Salade tiède de pois chiches au citron : l’accompagnement qui change tout
Si on veut sortir du schéma classique féculent + légume, une salade tiède de pois chiches au citron et au cumin constitue un accompagnement complet à elle seule. Le Programme national nutrition santé (PNNS 4) recommande d’ailleurs d’augmenter la consommation de légumineuses en accompagnement des plats de viande.

Le principe est simple : on réchauffe des pois chiches (cuits maison ou en conserve bien rincés) dans une poêle avec de l’huile d’olive, du cumin moulu et une pincée de piment doux. On déglace avec du jus de citron frais, on ajoute du persil ou de la coriandre, et c’est prêt.
Ce qui rend cette option pertinente avec la paupiette de veau, c’est le contraste de registre. La viande apporte le gras et l’umami, le pois chiche apporte la mâche et l’acidité citronnée. On obtient une assiette équilibrée sans féculent classique, avec un profil clairement méditerranéen.
Les retours varient sur ce point : certains préfèrent les pois chiches légèrement écrasés à la fourchette pour un résultat plus rustique, d’autres les gardent entiers pour le croquant. Les deux versions fonctionnent.
Sauce tomate et herbes fraîches : le liant méditerranéen de la paupiette de veau
L’accompagnement ne se limite pas aux éléments posés à côté de la viande. La sauce dans laquelle les paupiettes cuisent change radicalement l’identité du plat.

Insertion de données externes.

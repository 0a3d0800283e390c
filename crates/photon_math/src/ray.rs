use crate::{Point3, Vec3};

/// A ray in 3D space with an origin and a direction.
///
/// The direction is not required to be unit length; consumers that need a
/// unit direction normalize it themselves. `Ray::default()` is the zero ray.
#[derive(Debug, Default, Copy, Clone, PartialEq)]
pub struct Ray {
    pub origin: Point3,
    pub direction: Vec3,
}

impl Ray {
    /// Create a new ray.
    #[inline]
    pub fn new(origin: Point3, direction: Vec3) -> Self {
        Self { origin, direction }
    }

    /// Get the origin point of the ray.
    #[inline]
    pub fn origin(&self) -> Point3 {
        self.origin
    }

    /// Get the direction vector of the ray.
    #[inline]
    pub fn direction(&self) -> Vec3 {
        self.direction
    }

    /// Get the point along the ray at parameter t.
    ///
    /// Returns: origin + t * direction
    #[inline]
    pub fn at(&self, t: f64) -> Point3 {
        self.origin + t * self.direction
    }
}
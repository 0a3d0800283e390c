//! Command line parsing.

use std::path::{Path, PathBuf};

use anyhow::{Context, Result};
use clap::Parser;
use photon_core::{builtin, load_scene, SceneDescription, BUILTIN_SCENES};

/// Command line arguments
#[derive(Parser, Debug, Clone, PartialEq)]
#[command(name = "photon_viewer")]
#[command(about = "Render a Photon scene and show it in a window")]
pub struct Args {
    /// JSON scene file or builtin scene name (two-spheres, materials, book-cover)
    #[arg(default_value = "two-spheres")]
    pub scene: String,

    /// Save the render as PNG
    #[arg(short, long)]
    pub output: Option<PathBuf>,

    /// Exit after rendering instead of opening a window
    #[arg(long)]
    pub headless: bool,

    /// Render on a single thread
    #[arg(long)]
    pub sequential: bool,

    /// Override the scene's random seed
    #[arg(long)]
    pub seed: Option<u64>,
}

/// Load a scene from a JSON file, or by builtin name.
pub fn load_description(scene: &str) -> Result<SceneDescription> {
    let path = Path::new(scene);
    let is_file = path.extension().is_some_and(|ext| ext == "json") || path.is_file();

    if is_file {
        load_scene(path).with_context(|| format!("Failed to load scene {}", path.display()))
    } else {
        builtin(scene).with_context(|| {
            format!("Not a scene file or builtin; builtins are: {}", BUILTIN_SCENES.join(", "))
        })
    }
}

#[cfg(test)]
mod tests {
    use super::*;
    use clap::error::ErrorKind;

    fn parse(args: &[&str]) -> Result<Args, clap::Error> {
        Args::try_parse_from(std::iter::once("photon_viewer").chain(args.iter().copied()))
    }

    #[test]
    fn test_defaults() {
        let args = parse(&[]).unwrap();
        assert_eq!(args.scene, "two-spheres");
        assert_eq!(args.scene, BUILTIN_SCENES[0]);
        assert_eq!(args.output, None);
        assert!(!args.headless);
        assert!(!args.sequential);
        assert_eq!(args.seed, None);
    }

    #[test]
    fn test_all_options() {
        let args = parse(&[
            "materials",
            "--output",
            "out.png",
            "--headless",
            "--sequential",
            "--seed",
            "42",
        ])
        .unwrap();

        assert_eq!(args.scene, "materials");
        assert_eq!(args.output, Some(PathBuf::from("out.png")));
        assert!(args.headless);
        assert!(args.sequential);
        assert_eq!(args.seed, Some(42));
    }

    #[test]
    fn test_short_output_flag_before_scene() {
        let args = parse(&["-o", "a.png", "scenes/two_spheres.json"]).unwrap();
        assert_eq!(args.output, Some(PathBuf::from("a.png")));
        assert_eq!(args.scene, "scenes/two_spheres.json");
    }

    #[test]
    fn test_errors() {
        assert!(parse(&["--output"]).is_err());
        assert_eq!(
            parse(&["--seed", "many"]).unwrap_err().kind(),
            ErrorKind::ValueValidation
        );
        assert_eq!(parse(&["--fast"]).unwrap_err().kind(), ErrorKind::UnknownArgument);
        assert!(parse(&["materials", "book-cover"]).is_err());
    }

    #[test]
    fn test_help_is_generated() {
        assert_eq!(parse(&["--help"]).unwrap_err().kind(), ErrorKind::DisplayHelp);
    }

    #[test]
    fn test_load_builtin_and_unknown() {
        let desc = load_description("book-cover").unwrap();
        assert!(!desc.spheres.is_empty());

        assert!(load_description("no-such-scene").is_err());
        assert!(load_description("missing/scene.json").is_err());
    }
}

Pour rester dans le registre méditerranéen, on abandonne la sauce crème au profit d’une sauce tomate maison parfumée aux herbes. On fait revenir un oignon émincé dans l’huile d’olive, on ajoute de l’ail, des tomates pelées concassées, du basilic et une feuille de laurier. Les paupiettes braisent directement dans cette sauce pendant toute la cuisson.
Le résultat : une viande qui s’imprègne des saveurs de tomate et d’herbes, avec un jus de cuisson qui nappe naturellement les légumes rôtis ou le boulgour posés à côté. Pas besoin de sauce supplémentaire.
- Le basilic frais s’ajoute en fin de cuisson pour garder son parfum, pas au début où il deviendrait amer
- Une cuillerée de concentré de tomates renforce la couleur et la profondeur du goût si les tomates manquent de maturité
- Quelques câpres ou olives vertes dans la sauce apportent une salinité qui relève l’ensemble sans forcer sur le sel

Dresser l’assiette méditerranéenne avec la paupiette de veau
Le dressage compte parce qu’il détermine comment les saveurs se mélangent bouchée après bouchée. On pose le boulgour ou l’épeautre en lit, la paupiette par-dessus nappée de sa sauce tomate, et les légumes rôtis sur le côté.
Un filet d’huile d’olive crue en finition, quelques feuilles de basilic frais et éventuellement des graines de sésame ou de pin torréfiées suffisent à donner à l’assiette son caractère ensoleillé. Pas besoin de multiplier les garnitures : trois éléments bien exécutés produisent un meilleur résultat que six composants bâclés.
L’ensemble forme un repas qui tient autant en semaine qu’un dimanche, avec des ingrédients qu’on trouve partout et une préparation qui ne demande pas de technique particulière. La paupiette de veau retrouve une seconde vie dès qu’on l’associe à ces saveurs du sud, loin du registre sauce crème et champignons dans lequel on l’enferme trop souvent.